El viejo viajero, acostumbrado a largos viajes nocturnos, miró la hora y dijo: “Pero si son recién las siete, en dos o tres horas estoy en mi casa”
- “Oiga don, aquí oscurece temprano, y no conviene andar en oscuras por ahí”
Sin embargo, cabeza dura como siempre, mi abuelo le insistió en que le diga dónde estaba el camino y que se quede tranquilo porque él mismo se iba a asegurar de llegar sano y salvo a su casa. “A mi no me hace falta niñera”, dijo entre dientes.
El joven resignado ante la obstinación del extranjero se limitó a señalarle el camino, re advirtiéndole que era peligroso.

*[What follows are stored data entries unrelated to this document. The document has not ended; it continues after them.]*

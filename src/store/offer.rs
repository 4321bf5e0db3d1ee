//! Process-wide special offer banner. Never persisted.

use tokio::sync::RwLock;

use crate::models::{now_timestamp, SpecialOffer, DEFAULT_SPECIAL_OFFER};

pub struct OfferBoard {
    current: RwLock<SpecialOffer>,
}

impl OfferBoard {
    pub fn new() -> Self {
        Self {
            current: RwLock::new(default_offer()),
        }
    }

    pub async fn get(&self) -> SpecialOffer {
        self.current.read().await.clone()
    }

    /// Overwrite the banner. The previous text is discarded.
    pub async fn replace(&self, offer: String) -> SpecialOffer {
        let mut current = self.current.write().await;
        *current = SpecialOffer {
            offer,
            updated_at: now_timestamp(),
        };
        current.clone()
    }

    /// Restore the startup banner.
    pub async fn reset(&self) {
        *self.current.write().await = default_offer();
    }
}

impl Default for OfferBoard {
    fn default() -> Self {
        Self::new()
    }
}

fn default_offer() -> SpecialOffer {
    SpecialOffer {
        offer: DEFAULT_SPECIAL_OFFER.to_string(),
        updated_at: now_timestamp(),
    }
}

#[cfg(test)]
mod tests {
    use super::*;

    #[tokio::test]
    async fn test_replace_and_reset() {
        let board = OfferBoard::new();
        assert_eq!(board.get().await.offer, DEFAULT_SPECIAL_OFFER);

        let updated = board.replace("New special drink!".to_string()).await;
        assert_eq!(updated.offer, "New special drink!");
        assert_eq!(board.get().await, updated);

        board.reset().await;
        assert_eq!(board.get().await.offer, DEFAULT_SPECIAL_OFFER);
    }
}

Así, luego de agradecerle, y convidándole con un vino que llevaba, Don Salicho se subió a la vieja camioneta Ford y perfiló hacia el camino indicado.
Luego de quince minutos de viaje se dio cuenta que en verdad había oscurecido rápido, y, entre risas, se decía a sí mismo: “Tenía razón el pibe. Anocheció rapidito”.
De golpe, la camioneta pegó una frenada. Y tras la nube de humo que se produjo se pudo distinguir bien…Había un caballo en medio del camino. Pero… no estaba solo, montándolo había un gaucho. No se lo distinguía con claridad. Parecía tener un chaleco oscuro, y entre la oscuridad y el sobrero no podía distinguirse el rostro de éste.
Mi abuelo, sorprendido y molesto por la actitud de quedarse parado en medio del camino, tocó un par de veces la bocina. Al no recibir respuesta, bajó el vidrio de la ventana y le gritó al gaucho que se corriera.
Gaucho y caballo, ahí: quietos, inmutables, como si no pasara nada.
- “Ya vas a ver si te vas a correr o no”, dijo mi abuelo, tomando su escopeta de caño largo que llevaba siempre a sus viajes, y, dispuesto a encararlo, bajó de la camioneta.
Mientras se acercaba, notó que la temperatura había descendido demasiado para ser verano, según calculó estaban en unos cinco grados.
- “Te dije que te corras”, le gritó al gaucho. Pero cuando intentó tomar de las riendas al caballo no pudo. Sus manos pasaron de largo. Las riendas del freno del caballo se les escapaban entre los dedos, como si se esfumaran cada vez que intentaba agarrarlas.
Una hora más tarde, el mismo joven que le había enseñado por dónde ir, lo encontró desmayado en el medio del camino, con el motor y las luces de la camioneta encendidos...
Mi abuelo, todavía asustado, no recordaba nada de lo que pasó después de que intentó agarrarle las riendas al caballo.
El joven le ofreció ir a su casa que estaba a pocos kilómetros de allí y quedarse esa noche para tomar una sopa caliente y pasar el mal trago y el susto. Obviamente, el viejo aceptó y a la mañana siguiente, con la luz del día, salió rumbo al pueblo donde lo esperaba mi abuela.
Su servidor, Dionisio
2 comentarios:
hola...como estas? no sabia que escribias tan bien...tenes un don increible...aprovechalo...saludos desde Misiones
Gaby
Ah visto q me estoy poniendo al día? yo tengo la capacidad de ver todo x imágenes pro vos tenes el don d hacerme ver hasta los detalles: barbudo y fuerte tu abuelo eh!